Instructions for the task — Tell how many lines in the data hold "recorded", giving that figure alone.

Data for review —
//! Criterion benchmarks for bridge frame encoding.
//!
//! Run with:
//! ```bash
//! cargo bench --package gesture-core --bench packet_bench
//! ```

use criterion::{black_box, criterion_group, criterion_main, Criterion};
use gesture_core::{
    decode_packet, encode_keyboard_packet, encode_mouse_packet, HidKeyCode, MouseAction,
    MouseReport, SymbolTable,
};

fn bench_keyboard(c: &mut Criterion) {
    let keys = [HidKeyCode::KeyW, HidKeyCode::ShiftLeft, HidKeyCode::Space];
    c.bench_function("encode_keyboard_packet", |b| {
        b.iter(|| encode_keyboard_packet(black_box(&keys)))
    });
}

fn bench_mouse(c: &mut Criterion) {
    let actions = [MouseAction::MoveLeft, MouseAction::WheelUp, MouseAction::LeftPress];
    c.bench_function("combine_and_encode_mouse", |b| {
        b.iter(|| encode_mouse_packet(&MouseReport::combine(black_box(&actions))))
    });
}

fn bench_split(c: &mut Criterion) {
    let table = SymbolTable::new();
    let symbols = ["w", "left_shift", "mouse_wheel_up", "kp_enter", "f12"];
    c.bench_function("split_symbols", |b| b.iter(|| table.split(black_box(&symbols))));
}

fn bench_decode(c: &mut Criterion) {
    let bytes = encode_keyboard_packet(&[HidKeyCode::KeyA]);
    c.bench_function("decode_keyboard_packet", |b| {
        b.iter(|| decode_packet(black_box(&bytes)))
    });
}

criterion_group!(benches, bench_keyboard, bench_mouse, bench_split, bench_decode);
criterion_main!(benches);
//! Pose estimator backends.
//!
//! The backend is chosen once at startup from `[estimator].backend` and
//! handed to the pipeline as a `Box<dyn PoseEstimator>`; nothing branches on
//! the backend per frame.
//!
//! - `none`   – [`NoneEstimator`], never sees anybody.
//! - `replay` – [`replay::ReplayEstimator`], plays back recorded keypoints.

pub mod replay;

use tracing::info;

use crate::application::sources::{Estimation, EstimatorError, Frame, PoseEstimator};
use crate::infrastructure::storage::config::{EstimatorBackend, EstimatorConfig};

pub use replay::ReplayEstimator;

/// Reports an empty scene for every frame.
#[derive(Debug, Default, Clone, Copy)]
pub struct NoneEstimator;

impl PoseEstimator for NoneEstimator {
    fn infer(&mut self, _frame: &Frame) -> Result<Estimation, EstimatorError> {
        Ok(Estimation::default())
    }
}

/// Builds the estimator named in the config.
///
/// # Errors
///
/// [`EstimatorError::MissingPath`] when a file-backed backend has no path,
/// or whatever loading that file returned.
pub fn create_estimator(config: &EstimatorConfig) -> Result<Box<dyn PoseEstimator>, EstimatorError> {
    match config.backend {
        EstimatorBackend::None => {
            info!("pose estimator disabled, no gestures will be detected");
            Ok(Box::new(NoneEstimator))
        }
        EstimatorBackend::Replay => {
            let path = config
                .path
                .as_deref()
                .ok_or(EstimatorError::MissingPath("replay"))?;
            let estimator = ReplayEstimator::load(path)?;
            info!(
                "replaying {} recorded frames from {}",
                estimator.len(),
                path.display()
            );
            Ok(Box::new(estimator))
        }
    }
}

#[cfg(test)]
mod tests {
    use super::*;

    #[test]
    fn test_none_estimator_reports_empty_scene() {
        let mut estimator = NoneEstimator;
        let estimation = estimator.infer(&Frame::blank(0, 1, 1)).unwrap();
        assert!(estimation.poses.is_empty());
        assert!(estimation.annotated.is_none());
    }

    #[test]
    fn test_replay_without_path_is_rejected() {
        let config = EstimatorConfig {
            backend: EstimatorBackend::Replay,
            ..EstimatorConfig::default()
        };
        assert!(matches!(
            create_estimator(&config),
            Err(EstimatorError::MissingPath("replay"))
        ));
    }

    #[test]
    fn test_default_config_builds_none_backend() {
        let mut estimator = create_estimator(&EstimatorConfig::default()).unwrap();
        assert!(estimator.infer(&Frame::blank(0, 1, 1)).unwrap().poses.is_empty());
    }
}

Response below — 2